E’ stato così affermato che è “conforme alla legge la prassi, ampiamente diffusa, secondo cui la liberazione del conferimento in danaro può essere attuata (…) mediante compensazione con finanziamenti dei soci o con altri crediti del sottoscrittore” e che, “in particolare”, “la disciplina dei finanziamenti dei soci dettata dall’art. 2467 c.c. non è per nulla in contrasto con le finalità e la disciplina dell’aumento di capitale, quanto meno perché l’incorporazione dei finanziamenti dei soci al capitale è il traguardo che la disposizione dell’art. 2467 c.c. intende raggiungere, sia pure indirettamente” ([3]).

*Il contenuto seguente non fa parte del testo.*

use std::collections::BTreeMap;
use std::sync::Arc;
use std::time::Duration;

use serde_json::{Value, json};
use tokio::sync::broadcast;

use accord_core::models::{Amount, CoreError, CoreErrorKind, Handle, Notification, TaskFlags};
use accord_core::registry::{
    CallContext, CallbackResult, CallbackTarget, PriceBook, QuorumRequest, RegistryConfig,
    TaskRegistry,
};
use accord_core::worker::{
    CompletionRequest, ComputeFuture, ComputeProvider, ContentStore, MemoryContentStore, Worker,
    WorkerConfig,
};

const WORKERS: &[&str] = &["worker.alpha", "worker.beta", "worker.gamma"];

struct DemoCallback;

impl CallbackTarget for DemoCallback {
    fn invoke(&self, method: &str, args: &Value, result: &str) -> CallbackResult {
        tracing::info!(method, args = %args, result, "result delivered to requester");
        Ok(())
    }
}

/// Stands in for the real compute provider: every model answers the same.
struct CannedProvider {
    answer: String,
}

impl ComputeProvider for CannedProvider {
    fn complete(&self, request: CompletionRequest) -> ComputeFuture {
        let answer = self.answer.clone();
        Box::pin(async move {
            tokio::time::sleep(Duration::from_millis(5)).await;
            tracing::debug!(model = %request.model, "canned completion served");
            Ok(answer)
        })
    }
}

#[tokio::main]
async fn main() -> Result<(), CoreError> {
    tracing_subscriber::fmt()
        .with_env_filter(
            tracing_subscriber::EnvFilter::try_from_default_env()
                .unwrap_or_else(|_| "accord=info,accord_core=info".into()),
        )
        .init();

    let owner = Handle::from("accord.owner");
    let service = Handle::from("accord.service");
    let requester = Handle::from("demo.requester");
    let originator = Handle::from("demo.user");

    let price_book = PriceBook::new(Some(Amount::from_units(1)))
        .with_variant_price("atlas/large", Amount::from_units(2));
    let registry = Arc::new(TaskRegistry::new(RegistryConfig {
        service,
        owner: owner.clone(),
        price_book,
    }));
    let mut events = registry.subscribe();

    let owner_ctx = CallContext::direct(owner);
    for name in WORKERS {
        registry.add_worker(&owner_ctx, Handle::from(*name))?;
    }
    registry.register_callback_target(requester.clone(), Arc::new(DemoCallback));

    let content = Arc::new(MemoryContentStore::new());
    let provider = Arc::new(CannedProvider {
        answer: "The computed value is <result> 42 </result>.".to_string(),
    });
    for name in WORKERS {
        let config = WorkerConfig::new(Handle::from(*name))
            .with_base_interval(Duration::from_millis(50));
        Worker::new(config, registry.clone(), provider.clone(), content.clone()).spawn();
    }

    let ctx = CallContext::relayed(requester, originator);

    let config_ref = content.put(
        "model: canned/echo\n\
         Evaluate the question and wrap the final value in a result tag.\n\
         Question: {{ question }}",
    )?;
    let spec = json!({
        "config": config_ref,
        "input": { "question": "What is 6 times 7?" },
        "redundancy": 2,
        "return_content_within_result_tag": true,
    });
    let task_id =
        registry.create_task(&ctx, Amount::from_units(2), &spec, "on_result", json!({}))?;
    tracing::info!(task_id = task_id.0, "redundancy task created");
    wait_for(&mut events, |notification| {
        matches!(notification, Notification::TaskFinalized { task_id: finalized } if *finalized == task_id)
    })
    .await?;

    let quorum_config_ref = content.put(
        "Answer plainly inside a result tag.\n\
         Question: {{ question }}",
    )?;
    let request = QuorumRequest {
        variants: vec![
            "atlas/large".to_string(),
            "borealis/medium".to_string(),
            "cirrus/small".to_string(),
        ],
        quorum_threshold: None,
        redundancy: 1,
        config_ref: quorum_config_ref,
        inputs: BTreeMap::from([(
            "question".to_string(),
            "What is 6 times 7?".to_string(),
        )]),
        callback_method: "on_quorum_result".to_string(),
        callback_args: json!({}),
        flags: TaskFlags {
            extract_result_tag: true,
            store_result_offchain: false,
        },
    };
    let quorum_task_id = registry.create_quorum_task(&ctx, Amount::from_units(4), request)?;
    tracing::info!(quorum_task_id = quorum_task_id.0, "quorum task created");
    wait_for(&mut events, |notification| {
        matches!(notification, Notification::QuorumReached { quorum_task_id: reached } if *reached == quorum_task_id)
    })
    .await?;

    tracing::info!("demo complete");
    Ok(())
}

async fn wait_for(
    events: &mut broadcast::Receiver<Notification>,
    wanted: impl Fn(&Notification) -> bool,
) -> Result<(), CoreError> {
    let outcome = tokio::time::timeout(Duration::from_secs(10), async {
        loop {
            match events.recv().await {
                Ok(notification) if wanted(&notification) => return Ok(()),
                Ok(_) => {}
                Err(error) => {
                    return Err(delivery_error(format!("notification stream ended: {error}")));
                }
            }
        }
    })
    .await;
    match outcome {
        Ok(result) => result,
        Err(_) => Err(delivery_error("timed out waiting for finalization")),
    }
}

fn delivery_error(message: impl Into<String>) -> CoreError {
    CoreError {
        task: None,
        worker: None,
        kind: CoreErrorKind::Internal,
        message: message.into(),
    }
}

In altre parole, “ogni operazione diretta a «convertire» la relativa posta [di credito del socio] in un investimento pienamente partecipativo del rischio d’impresa [sarebbe] in sintonia con la ratio ispiratrice del precetto normativo” di cui all’art. 2467 c.c. ([4]).

Sulla stessa scia, si è altresì posta la prassi notarile.

E’ stato così affermato dal Consiglio notarile di Napoli che “[l]a compensazione non risulta inibita da alcun divieto di legge, non è contraria all’interesse della società o dei terzi creditori” e che “non osta alla predetta operazione neanche il disposto dell’art. 2467 c.c., di cui – anzi – l’operazione rappresenta attuazione realizzando la ‘conversione’ in capitale di rischio di un capitale (originario) da ‘finanziamento’” ([5]).

Nella stessa direzione, s’è orientato anche il Consiglio notarile dei distretti riuniti di Firenze, Pistoia e Prato. Partendo dal presupposto dell’ammissibilità, in generale, della compensazione tra il credito del socio per finanziamenti e il suo debito da sottoscrizione dell’aumento di capitale, i notai toscani hanno affermato che “[n]on osta a tale operazione neppure il fatto che ricorrano le condizioni per la postergazione dei crediti dei soci stabilite dall’art. 2467 c.c., posto che la conversione del credito da finanziamento in capitale di rischio concorre alla protezione degli interessi dei creditori terzi tutelati da tale disposizione”. Nella motivazione – affermando che la compensabilità sarebbe in linea con lo “spirito della norma” di cui all’art. 2467 c.c. – il Consiglio ha meglio illustrato il proprio ragionamento: l’estinzione per compensazione non pregiudicherebbe i creditori della società atteso che, pur non determinando l’ingresso di una attività reale, eliminerebbe comunque “una passività sicuramente reale”; “e questo risultato realizz[erebbe] ugualmente la copertura richiesta dalla legge grazie al principio secondo il quale la diminuzione del passivo è un incremento patrimoniale come l’aumento dell’attivo”. Anzi, secondo il Consiglio toscano, “l’operazione appar[irebbe]tutelare proprio la posizione dei creditori della società in quanto l’effetto della compensazione è quello di rendere definitivamente inesigibile (dato che il rimborso del capitale è l’ultima delle fasi della liquidazione) quel credito che invece lo sarebbe solo transitoriamente per l’operare della postergazione” ([6]).